Even though Newman had yet to be charged, the allegations were serious enough to bar him from continuing to work at Mount Sinai pending an outcome.

"We are aware of an allegation that has been made against one of our physicians," the hospital said in a statement to the Daily News. "This is a matter under investigation and we are fully cooperating with the appropriate authorities. We take this matter very seriously and are conducting our own internal investigation."

Mount Sinai officials told the Times on Tuesday that Newman has been suspended.

After news of the first incident surfaced, another woman reportedly came forward this past weekend with a similar account. A 22-year-old told police on Saturday that she went to the hospital with a head cold last September and was groped by Newman for an extended period of time.

Newman's lawyer, John Wing, told NBC that Newman turned himself into police and volunteered a DNA sample.

"We plan on dealing with this in a responsible manner," said Wing, who added that Newman is a "good man and excellent doctor" with a wife and two young children.

Newman has also received support from other medical professionals.

"I feel so bad for Dr. Newman being dragged through the mud on this," physician David Cundiff told the Daily News.
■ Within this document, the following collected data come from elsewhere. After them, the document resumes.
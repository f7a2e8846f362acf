//! Reference Graph - defined vs. referenced identifiers
//!
//! Rebuilt from the tree on every run. Nothing here is cached.

use std::collections::BTreeSet;

use lazy_static::lazy_static;
use regex::Regex;
use serde::{Deserialize, Serialize};

use crate::document::Document;

lazy_static! {
    /// Matches `url(#id)` references in clip-path and mask values, quoted or not
    static ref URL_REFERENCE: Regex =
        Regex::new(r#"url\(\s*['"]?#([^)'"\s]+)['"]?\s*\)"#).unwrap();
}

/// Identifiers referenced by an attribute value, in order of appearance
pub fn extract_references(value: &str) -> Vec<String> {
    URL_REFERENCE
        .captures_iter(value)
        .map(|caps| caps[1].to_string())
        .collect()
}

/// True when the whole value is a single `url(#id)` reference
pub fn is_url_reference(value: &str) -> bool {
    URL_REFERENCE
        .find(value.trim())
        .is_some_and(|m| m.start() == 0 && m.end() == value.trim().len())
}

#[derive(Debug, Clone, Default, PartialEq, Eq, Serialize, Deserialize)]
#[serde(rename_all = "camelCase")]
pub struct ReferenceGraph {
    pub defined_ids: BTreeSet<String>,
    pub referenced_ids: BTreeSet<String>,
    /// Ids defined more than once
    pub duplicate_ids: BTreeSet<String>,
}

impl ReferenceGraph {
    pub fn build(document: &Document) -> Self {
        let mut graph = Self::default();

        document.walk(&mut |element, _| {
            let attrs = element.attrs();
            if let Some(id) = attrs.id.as_deref() {
                if !graph.defined_ids.insert(id.to_string()) {
                    graph.duplicate_ids.insert(id.to_string());
                }
            }
            for (_, value) in attrs.reference_values() {
                graph.referenced_ids.extend(extract_references(value));
            }
        });

        graph
    }

    /// Referenced ids that nothing defines
    pub fn dangling(&self) -> impl Iterator<Item = &String> {
        self.referenced_ids.difference(&self.defined_ids)
    }

    /// Defined ids that nothing references
    pub fn unreferenced(&self) -> impl Iterator<Item = &String> {
        self.defined_ids.difference(&self.referenced_ids)
    }

    pub fn is_referenced(&self, id: &str) -> bool {
        self.referenced_ids.contains(id)
    }

    /// Every reference resolves and no id is defined twice
    pub fn is_consistent(&self) -> bool {
        self.duplicate_ids.is_empty() && self.dangling().next().is_none()
    }
}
A colleague of the physician's wrote in an email to Jezebel:

"There is no privacy in that ER. Period. Whoever is in the large rooms there divided by thin cotton curtains will hear exactly what's going on. You hear more than you want to. Secondly, morphine doesn't paralyze you. If you have enough to be too drugged to do anything, it means you are asleep - it's not dissociative."

Newman is being kept in the Manhattan Detention Complex on $50,000 bail or $150,000 bond. He is scheduled to appear in court again on Feb. 23.